This is another blog post that has been long due. I’ve written a lot about Live Smooth Streaming in my past blog posts but so far very few on On-Demand Smooth Streaming. Well, partially because getting On-Demand Smooth Streaming to work is quite simple. You just need to copy your content to the server and then everything should just work. For low volume usage, that’s pretty much all you need to care about. But if you are doing serious production systems with a large content library and significant client traffic, you would want to tune the system to its best performance in which case this blog post should be helpful to you.
First let’s take a quick look at what’s the typical server logic when serving On-Demand Smooth Streaming requests:
Figure 1. On-Demand Smooth Streaming Server Data Flow
- Client issues a request to get the client manifest (.ISMC file in the diagram). From the manifest file, client figures out which bitrate and timestamp it wants to request from the server.
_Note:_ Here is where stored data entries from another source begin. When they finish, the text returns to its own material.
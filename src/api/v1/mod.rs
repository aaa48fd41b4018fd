//! V1 API handlers.

mod movies;
mod system;


pub use movies::*;
pub use system::*;
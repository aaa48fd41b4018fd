//! Service layer between the HTTP handlers and the repositories.
//!
//! Services forward to the storage layer unchanged and apply a single
//! logging and error classification policy, so handlers only ever see
//! `ServiceError` and never raw storage errors.

mod error;
mod movie;


pub use error::{ServiceError, ServiceResult};
pub use movie::MovieService;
- Client issues a fragment request as shown in the diagram (first video fragment at bitrate 300kbps).
- Using the server manifest file, server maps the incoming request to a particular ISMV file that contains the requested bitrate.
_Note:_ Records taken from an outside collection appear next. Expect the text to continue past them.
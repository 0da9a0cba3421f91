//! Recycler integration test
//!
//! Полный headless App: контакт, переработка, протяжка груза и потеря
//! питания проверяются через настоящие тики (manual time advance, 64Hz).

use bevy::prelude::*;
use bevy::time::TimeUpdateStrategy;
use bevy_rapier3d::prelude::{Collider, RigidBody, Sensor, Velocity};
use scrapline_simulation::*;
use std::time::Duration;

/// Helper: headless App с фиксированным шагом времени — каждый
/// `app.update()` продвигает часы ровно на один simulation tick
fn create_recycler_app() -> App {
    let mut app = create_headless_app(42);
    app.add_plugins(SimulationPlugin);
    app.insert_resource(TimeUpdateStrategy::ManualDuration(Duration::from_secs_f64(
        1.0 / SIMULATION_TICK_HZ,
    )));
    app
}

fn run_ticks(app: &mut App, ticks: usize) {
    for _ in 0..ticks {
        app.update();
    }
}

fn spawn_recycler(world: &mut World, powered: bool, safe: bool) -> Entity {
    let intake = IntakeVolume::default();
    world
        .spawn((
            Name::new("recycler"),
            Recycler {
                safe,
                ..Default::default()
            },
            intake,
            MachineAppearance::default(),
            PowerReceiver { powered },
            Transform::from_translation(Vec3::ZERO),
            RigidBody::Fixed,
            Collider::cuboid(
                intake.half_extents.x,
                intake.half_extents.y,
                intake.half_extents.z,
            ),
            Sensor,
        ))
        .id()
}

fn spawn_scrap(world: &mut World, position: Vec3) -> Entity {
    world
        .spawn((
            Name::new("scrap"),
            Transform::from_translation(position),
            RigidBody::Dynamic,
            Velocity::default(),
            Collider::cuboid(0.2, 0.2, 0.2),
        ))
        .id()
}

fn spawn_character(world: &mut World, position: Vec3) -> Entity {
    world
        .spawn((
            Name::new("Urist"),
            Body::humanoid(),
            Transform::from_translation(position),
            RigidBody::Dynamic,
            Velocity::default(),
            Collider::capsule_y(0.5, 0.4),
        ))
        .id()
}

fn working_set(app: &App, machine: Entity) -> Vec<Entity> {
    app.world()
        .get::<Recycler>(machine)
        .unwrap()
        .intersecting
        .clone()
}

/// Test: end-to-end сценарий из геймплея
///
/// Запитанная safe-машина: ящик в приёмнике исчезает сразу, живой
/// персонаж остаётся, отслеживается и протягивается через машину;
/// потеря питания очищает working set.
#[test]
fn test_end_to_end_powered_safe_machine() {
    let mut app = create_recycler_app();
    let machine = spawn_recycler(app.world_mut(), true, true);
    let scrap = spawn_scrap(app.world_mut(), Vec3::new(0.2, 0.0, 0.0));
    let character = spawn_character(app.world_mut(), Vec3::new(-0.4, 0.0, 0.0));

    run_ticks(&mut app, 3);

    // Неживой мусор переработан сразу же
    assert!(!app.world().entities().contains(scrap));

    // Живой персонаж цел, не расчленён (safe) и отслеживается
    assert!(app.world().entities().contains(character));
    assert_eq!(app.world().get::<Body>(character).unwrap().parts.len(), 6);
    assert_eq!(working_set(&app, machine), vec![character]);

    // Протяжка: за секунду персонаж смещается вдоль ленты (+X), оставаясь в приёмнике
    let before = app.world().get::<Transform>(character).unwrap().translation;
    run_ticks(&mut app, 64);
    let after = app.world().get::<Transform>(character).unwrap().translation;

    assert!(
        after.x > before.x + 0.05,
        "conveyed motion must pull the character along +X: {} -> {}",
        before.x,
        after.x
    );
    assert!(after.x < 0.75, "character must stay pressed inside the intake");
    assert_eq!(working_set(&app, machine), vec![character]);

    // Питание пропало — на следующем тике working set пуст, nudge не применяется
    app.world_mut()
        .entity_mut(machine)
        .insert(PowerReceiver { powered: false });
    run_ticks(&mut app, 2);

    assert!(working_set(&app, machine).is_empty());
    assert!(app.world().entities().contains(character));
}

/// Test: не-safe запитанная машина расчленяет вошедшего
#[test]
fn test_unsafe_machine_gibs_on_contact() {
    let mut app = create_recycler_app();
    let machine = spawn_recycler(app.world_mut(), true, false);
    let character = spawn_character(app.world_mut(), Vec3::new(0.2, 0.0, 0.0));

    run_ticks(&mut app, 2);

    assert!(app.world().entities().contains(character));
    let body = app.world().get::<Body>(character).unwrap();
    assert_eq!(body.parts.len(), 1, "only the torso stays attached");
    assert!(app.world().get::<MachineAppearance>(machine).unwrap().bloody);

    // Останки — физические entity, их затянет и переработает следом
    run_ticks(&mut app, 4);
    let mut dropped = app.world_mut().query::<&DroppedPart>();
    assert_eq!(dropped.iter(app.world()).count(), 0);
}

/// Test: suicide обходит все гейты — работает на обесточенной safe-машине
#[test]
fn test_suicide_bypasses_power_and_safety() {
    let mut app = create_recycler_app();
    let machine = spawn_recycler(app.world_mut(), false, true);
    let victim = spawn_character(app.world_mut(), Vec3::new(0.2, 0.0, 0.0));

    // Прогрев: машина уже видела персонажа, но не трогает его
    run_ticks(&mut app, 2);
    assert_eq!(app.world().get::<Body>(victim).unwrap().parts.len(), 6);

    app.world_mut().send_event(SuicideIntent { victim, machine });
    app.update();

    let body = app.world().get::<Body>(victim).unwrap();
    assert_eq!(body.parts.len(), 1);
    assert!(app.world().get::<MachineAppearance>(machine).unwrap().bloody);

    let completions = app.world().resource::<Events<SuicideCompleted>>();
    let mut cursor = completions.get_cursor();
    let completed: Vec<_> = cursor.read(completions).collect();
    assert_eq!(completed.len(), 1);
    assert_eq!(completed[0].kind, SuicideKind::Bloodloss);
    assert_eq!(completed[0].victim, victim);
    assert_eq!(completed[0].machine, machine);
}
- If it’s the first time that the server serves any fragment request from this file, server would need to first locate the “index” data at the end of the file which is based on ISO Fragmented MP4 file format.
- From the index, server locates the corresponding fragment in the file and send it back to the client.
Note: This describes a typical data flow for Smooth Streaming requests. Apple Http Live Streaming (HLS) requests handling in IIS Media Services follow a similar data flow but based on different file formats (MPEG2-TS).
As you can see, the server logic is quite simple. For the most part, all it does is mapping incoming requests to sections in the media file and then serve them out. For most On-Demand Smooth Streaming deployments, the performance bottleneck is the disk I/O because the server needs to read a lot of media fragments and its logic is mostly dealing with disk read I/O with very minimum processing overhead. If we drill down into the disk I/O, in most cases, the majority of disk time is spent in seeking the disk head to locate the next fragment. This is especially true if you have a CDN which blocks most of the redundant requests which means the requests to the IIS Media server would be mostly random. As you may know, random I/O read is much slower than sequential I/O read for spindle-based disk storage.
So naturally, the performance tuning of On-Demand Smooth Streaming server is going to be mostly disk I/O related.
2. Caching, Caching, Caching
How do we improve the performance for On-Demand Smooth Streaming? – By doing lots of caching. We try to cache everything that could be cached to reduce disk I/O cost and improve performance. Here are the things that the server tries to cache:
- Manifest Files – These XML based files are typically small so the server would try to cache the entire file in memory after reading it.
- File Handles – Opening/closing file handles could be an expensive operation when the system is under load. The server can optionally cache all the opened file handles so that it can reuse them for future I/O reads. There are a couple of configuration settings that are related to file caching.
- Critical information in ISMV Files – This includes the “Index” information at the end of each ISMV file as well as some specific information about each fragment. Note that it does NOT include the actual media data in all the fragments which is much bigger in size.
- Media Content – This is the actual media data in all the fragments. Server tries to leverage Windows OS’s file cache to effectively cache those data and manage the lifetime of the caches.
So for the most part, performance tuning for On-Demand Smooth Streaming is all about tweaking these caching behavior through various configuration settings which will be discussed below.
3. On-Demand Smooth Streaming Configuration Settings
Below is a table listing the available configuration settings for On-Demand Smooth Streaming in IIS Media Services 4.0 and 4.1 (“*” denotes new in 4.1). The configuration path to this section is “system.webServer/media/smoothStreaming”.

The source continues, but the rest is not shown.